Deutschland gilt als Nation der Mieter, doch die niedrigen Zinsen und die enormen Wertsteigerungen von Immobilien haben in den vergangenen Jahren zu einem Umdenken geführt. Fast ein Drittel der Mieter zwischen 16 und 50 Jahren möchte ein Eigenheim erwerben. Mancherorts ist der Traum von den eigenen vier Wänden allerdings kaum noch zu bezahlen.

Kernaussagen in Kürze:
  • Deutschland ist zwar im europäischen Vergleich nach wie vor eine Nation der Mieter, doch vor allem aufgrund der niedrigen Zinsen erwägen immer mehr Menschen den Erwerb von Wohneigentum.
  • Wie sinnvoll dies ist, hängt auch von den persönlichen Lebensumständen ab. Eines der wichtigsten Argumente für Wohneigentum ist dessen Beitrag zur Altersvorsorge.
  • Der Traum vom eigenen Häuschen ist nicht in allen Regionen leicht zu realisieren: Mit Abstand am ungünstigsten ist die Relation der durchschnittlichen Jahreseinkommen zu den Quadratmeterpreisen in München.
Zur detaillierten Fassung

Nur rund die Hälfte der Bundesbürger wohnt in den eigenen vier Wänden.
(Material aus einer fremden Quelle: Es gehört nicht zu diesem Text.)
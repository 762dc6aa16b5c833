//! Image Vault - An authenticated REST API for uploaded images.
//!
//! This binary starts the HTTP server and configures all components.

use std::process::ExitCode;
use std::sync::Arc;

use clap::Parser;
use tracing::{error, info, warn};
use tracing_subscriber::{layer::SubscriberExt, util::SubscriberInitExt};

use image_vault::{
    blob::{create_s3_client, BlobStore, LocalBlobStore, S3BlobStore},
    config::{Config, StorageBackend},
    images::ImageService,
    record::{MemoryRecordStore, RecordStore, SqliteRecordStore},
    server::{create_router, ApiKeyAuth, RouterConfig},
};

#[tokio::main]
async fn main() -> ExitCode {
    let config = Config::parse();

    init_logging(config.verbose);

    if let Err(e) = config.validate() {
        error!("Configuration error: {}", e);
        return ExitCode::FAILURE;
    }

    info!("Image Vault v{}", env!("CARGO_PKG_VERSION"));
    info!("Configuration:");
    info!("  Auth header: {}", config.api_key_header.trim());
    if config.api_key_or_empty().is_empty() {
        warn!("  Auth: no API key configured - every /products request will be rejected");
        warn!("        Set --api-key or API_KEY");
    } else {
        info!("  Auth: enabled");
    }
    info!("  Max body size: {} bytes", config.max_body_size);

    let auth = match ApiKeyAuth::new(config.api_key_header.trim(), config.api_key_or_empty()) {
        Ok(auth) => auth,
        Err(e) => {
            error!("Invalid API key header name: {}", e);
            return ExitCode::FAILURE;
        }
    };

    let blobs = match build_blob_store(&config).await {
        Ok(blobs) => blobs,
        Err(e) => {
            error!("Failed to set up blob storage: {}", e);
            return ExitCode::FAILURE;
        }
    };

    let records = match build_record_store(&config) {
        Ok(records) => records,
        Err(e) => {
            error!("Failed to open record store: {}", e);
            return ExitCode::FAILURE;
        }
    };

    let service = ImageService::new(blobs, records);
    let router = create_router(service, build_router_config(&config, auth));

    let addr = config.bind_address();

    info!("");
    info!("  Server listening on: http://{}", addr);
    info!("    curl http://{}/health", addr);
    info!(
        "    curl -H '{}: <key>' http://{}/products",
        config.api_key_header.trim(),
        addr
    );
    info!("");

    let listener = match tokio::net::TcpListener::bind(&addr).await {
        Ok(listener) => listener,
        Err(e) => {
            error!("Failed to bind to {}: {}", addr, e);
            return ExitCode::FAILURE;
        }
    };

    if let Err(e) = axum::serve(listener, router).await {
        error!("Server error: {}", e);
        return ExitCode::FAILURE;
    }

    ExitCode::SUCCESS
}

/// Initialize the tracing/logging subsystem.
fn init_logging(verbose: bool) {
    let env_filter = if verbose {
        "image_vault=debug,tower_http=debug"
    } else {
        "image_vault=info,tower_http=info"
    };

    tracing_subscriber::registry()
        .with(
            tracing_subscriber::EnvFilter::try_from_default_env()
                .unwrap_or_else(|_| env_filter.into()),
        )
        .with(tracing_subscriber::fmt::layer())
        .init();
}

/// Create the configured blob store.
async fn build_blob_store(config: &Config) -> Result<Arc<dyn BlobStore>, String> {
    match config.storage {
        StorageBackend::Local => {
            info!("  Storage: local ({})", config.storage_root.display());
            tokio::fs::create_dir_all(&config.storage_root)
                .await
                .map_err(|e| format!("{}: {}", config.storage_root.display(), e))?;
            Ok(Arc::new(LocalBlobStore::new(&config.storage_root)))
        }
        StorageBackend::S3 => {
            let bucket = config
                .s3_bucket
                .clone()
                .ok_or_else(|| "S3 bucket is not set".to_string())?;

            info!("  Storage: s3 (bucket {})", bucket);
            if let Some(ref endpoint) = config.s3_endpoint {
                info!("  S3 endpoint: {}", endpoint);
            }
            info!("  S3 region: {}", config.s3_region);

            let client = create_s3_client(config.s3_endpoint.as_deref(), &config.s3_region).await;

            info!("Connecting to S3...");
            client
                .head_bucket()
                .bucket(&bucket)
                .send()
                .await
                .map_err(|e| {
                    format!(
                        "bucket '{}' is not accessible ({}). Check credentials and endpoint",
                        bucket, e
                    )
                })?;
            info!("  Connected successfully");

            let mut store = S3BlobStore::new(client, bucket);
            if let Some(ref prefix) = config.s3_prefix {
                store = store.with_prefix(prefix.as_str());
            }
            Ok(Arc::new(store))
        }
    }
}

/// Create the configured record store.
fn build_record_store(
    config: &Config,
) -> Result<Arc<dyn RecordStore>, image_vault::RecordError> {
    match config.database {
        Some(ref path) => {
            info!("  Records: sqlite ({})", path.display());
            Ok(Arc::new(SqliteRecordStore::open(path)?))
        }
        None => {
            warn!("  Records: in-memory - records are lost on restart");
            Ok(Arc::new(MemoryRecordStore::new()))
        }
    }
}

/// Build RouterConfig from the application Config.
fn build_router_config(config: &Config, auth: ApiKeyAuth) -> RouterConfig {
    let mut router_config = RouterConfig::new(auth).with_max_body_size(config.max_body_size);

    if let Some(ref origins) = config.cors_origins {
        router_config = router_config.with_cors_origins(origins.clone());
    }

    router_config.with_tracing(!config.no_tracing)
}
In keinem anderen EU-Land ist die Wohneigentumsquote niedriger als in Deutschland (Grafik); und innerhalb Europas leben lediglich die Schweizer noch häufiger zur Miete. Hinter der geringen deutschen Wohneigentumsquote stecken viele Gründe, allen voran die gut ausgebaute soziale Sicherung: Zum einen ist dadurch die Abgabenbelastung so hoch, dass nur wenig Einkommen zum Vermögensaufbau übrig bleibt; zum anderen mindert die verlässliche Absicherung aber auch den Anreiz, Wohneigentum zu bilden. Erschwerend kommt hinzu, dass die Kaufnebenkosten wie Makler- und Notargebühren sowie Grunderwerbsteuer in Deutschland vergleichsweise üppig ausfallen – und gerade bei jüngeren Menschen oft nicht einmal genug Eigenkapital vorhanden ist, um diese unwiederbringlich verlorenen Ausgaben zu decken.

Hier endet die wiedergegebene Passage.